◆ Brief: Show each line from the listing that includes the word "StatusIndicatorDef".

◆ Dataset entries:
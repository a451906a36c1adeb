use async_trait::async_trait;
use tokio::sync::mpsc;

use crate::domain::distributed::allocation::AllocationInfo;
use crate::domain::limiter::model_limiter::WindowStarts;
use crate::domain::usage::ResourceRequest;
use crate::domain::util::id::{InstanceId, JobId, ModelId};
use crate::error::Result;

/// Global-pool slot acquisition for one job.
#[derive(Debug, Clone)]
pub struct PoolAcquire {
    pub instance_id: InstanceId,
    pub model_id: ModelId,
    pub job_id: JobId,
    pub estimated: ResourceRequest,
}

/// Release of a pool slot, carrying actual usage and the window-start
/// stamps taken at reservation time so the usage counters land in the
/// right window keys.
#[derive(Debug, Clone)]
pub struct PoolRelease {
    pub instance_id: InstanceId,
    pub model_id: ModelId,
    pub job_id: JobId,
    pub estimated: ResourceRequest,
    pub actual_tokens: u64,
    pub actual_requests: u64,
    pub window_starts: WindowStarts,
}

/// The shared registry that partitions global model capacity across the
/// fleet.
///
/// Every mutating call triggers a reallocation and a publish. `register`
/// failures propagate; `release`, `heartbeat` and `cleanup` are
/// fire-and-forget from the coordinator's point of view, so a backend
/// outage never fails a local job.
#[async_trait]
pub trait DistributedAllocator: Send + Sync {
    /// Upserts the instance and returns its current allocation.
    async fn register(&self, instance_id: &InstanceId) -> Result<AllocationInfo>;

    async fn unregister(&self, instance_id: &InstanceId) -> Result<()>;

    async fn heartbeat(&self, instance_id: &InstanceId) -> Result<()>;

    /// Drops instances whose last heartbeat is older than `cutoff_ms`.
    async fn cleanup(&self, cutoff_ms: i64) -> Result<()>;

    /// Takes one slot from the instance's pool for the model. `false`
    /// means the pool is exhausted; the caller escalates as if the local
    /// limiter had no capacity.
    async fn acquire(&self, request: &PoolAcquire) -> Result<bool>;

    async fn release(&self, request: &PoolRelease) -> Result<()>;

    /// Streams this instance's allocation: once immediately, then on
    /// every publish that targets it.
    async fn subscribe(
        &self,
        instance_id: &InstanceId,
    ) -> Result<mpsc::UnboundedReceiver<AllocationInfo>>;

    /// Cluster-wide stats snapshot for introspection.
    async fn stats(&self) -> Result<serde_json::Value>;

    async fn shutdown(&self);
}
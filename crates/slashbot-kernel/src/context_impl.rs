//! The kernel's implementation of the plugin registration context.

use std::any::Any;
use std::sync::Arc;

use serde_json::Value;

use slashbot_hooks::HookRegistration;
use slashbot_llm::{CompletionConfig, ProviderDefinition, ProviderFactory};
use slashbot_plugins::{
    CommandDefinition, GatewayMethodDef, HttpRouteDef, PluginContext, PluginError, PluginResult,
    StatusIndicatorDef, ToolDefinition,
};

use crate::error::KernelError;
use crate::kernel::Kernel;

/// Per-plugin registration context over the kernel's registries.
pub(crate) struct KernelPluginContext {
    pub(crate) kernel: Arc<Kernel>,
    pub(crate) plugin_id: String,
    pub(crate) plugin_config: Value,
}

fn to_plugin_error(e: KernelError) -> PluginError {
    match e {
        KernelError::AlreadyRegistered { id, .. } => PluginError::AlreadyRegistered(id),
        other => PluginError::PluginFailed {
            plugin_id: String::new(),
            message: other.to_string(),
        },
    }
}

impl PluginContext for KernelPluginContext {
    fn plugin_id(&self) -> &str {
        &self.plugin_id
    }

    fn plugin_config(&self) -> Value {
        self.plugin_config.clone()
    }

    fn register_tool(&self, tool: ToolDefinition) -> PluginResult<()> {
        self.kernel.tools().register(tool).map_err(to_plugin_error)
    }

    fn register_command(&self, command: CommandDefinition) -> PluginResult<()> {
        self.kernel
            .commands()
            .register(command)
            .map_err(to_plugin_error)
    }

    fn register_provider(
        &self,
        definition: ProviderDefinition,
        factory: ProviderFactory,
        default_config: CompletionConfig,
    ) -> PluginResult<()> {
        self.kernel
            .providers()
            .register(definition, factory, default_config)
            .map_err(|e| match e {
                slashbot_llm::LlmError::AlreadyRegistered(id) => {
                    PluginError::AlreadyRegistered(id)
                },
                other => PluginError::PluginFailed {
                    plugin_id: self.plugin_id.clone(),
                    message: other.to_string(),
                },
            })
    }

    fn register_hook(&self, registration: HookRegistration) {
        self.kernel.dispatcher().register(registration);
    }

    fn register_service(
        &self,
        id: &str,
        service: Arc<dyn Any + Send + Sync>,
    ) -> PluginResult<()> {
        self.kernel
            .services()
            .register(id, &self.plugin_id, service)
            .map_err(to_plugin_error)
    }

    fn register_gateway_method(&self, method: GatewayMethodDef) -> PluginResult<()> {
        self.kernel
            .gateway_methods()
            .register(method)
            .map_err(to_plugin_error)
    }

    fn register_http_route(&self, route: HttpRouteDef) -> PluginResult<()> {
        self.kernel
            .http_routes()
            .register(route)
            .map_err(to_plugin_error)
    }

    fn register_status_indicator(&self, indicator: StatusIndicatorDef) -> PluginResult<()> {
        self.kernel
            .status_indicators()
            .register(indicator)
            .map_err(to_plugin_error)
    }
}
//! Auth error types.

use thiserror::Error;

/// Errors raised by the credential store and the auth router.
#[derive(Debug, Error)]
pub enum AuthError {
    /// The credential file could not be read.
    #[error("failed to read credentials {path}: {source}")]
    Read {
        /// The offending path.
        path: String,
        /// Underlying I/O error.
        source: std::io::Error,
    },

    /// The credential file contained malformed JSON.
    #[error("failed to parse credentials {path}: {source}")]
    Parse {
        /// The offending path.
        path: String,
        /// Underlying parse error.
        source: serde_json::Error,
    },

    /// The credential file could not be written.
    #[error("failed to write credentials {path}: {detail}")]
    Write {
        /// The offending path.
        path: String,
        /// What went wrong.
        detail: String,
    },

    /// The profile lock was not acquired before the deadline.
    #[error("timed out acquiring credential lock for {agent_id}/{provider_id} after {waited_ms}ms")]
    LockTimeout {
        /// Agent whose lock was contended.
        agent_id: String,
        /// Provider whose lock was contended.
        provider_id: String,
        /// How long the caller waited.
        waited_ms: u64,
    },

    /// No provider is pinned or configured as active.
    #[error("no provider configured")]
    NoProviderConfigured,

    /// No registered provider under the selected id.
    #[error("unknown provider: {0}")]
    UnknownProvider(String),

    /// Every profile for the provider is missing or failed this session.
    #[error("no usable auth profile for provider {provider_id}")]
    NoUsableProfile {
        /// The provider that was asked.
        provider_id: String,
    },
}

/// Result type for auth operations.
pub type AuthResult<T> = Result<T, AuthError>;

◆ Answer below:
    StatusIndicatorDef, ToolDefinition,
    fn register_status_indicator(&self, indicator: StatusIndicatorDef) -> PluginResult<()> {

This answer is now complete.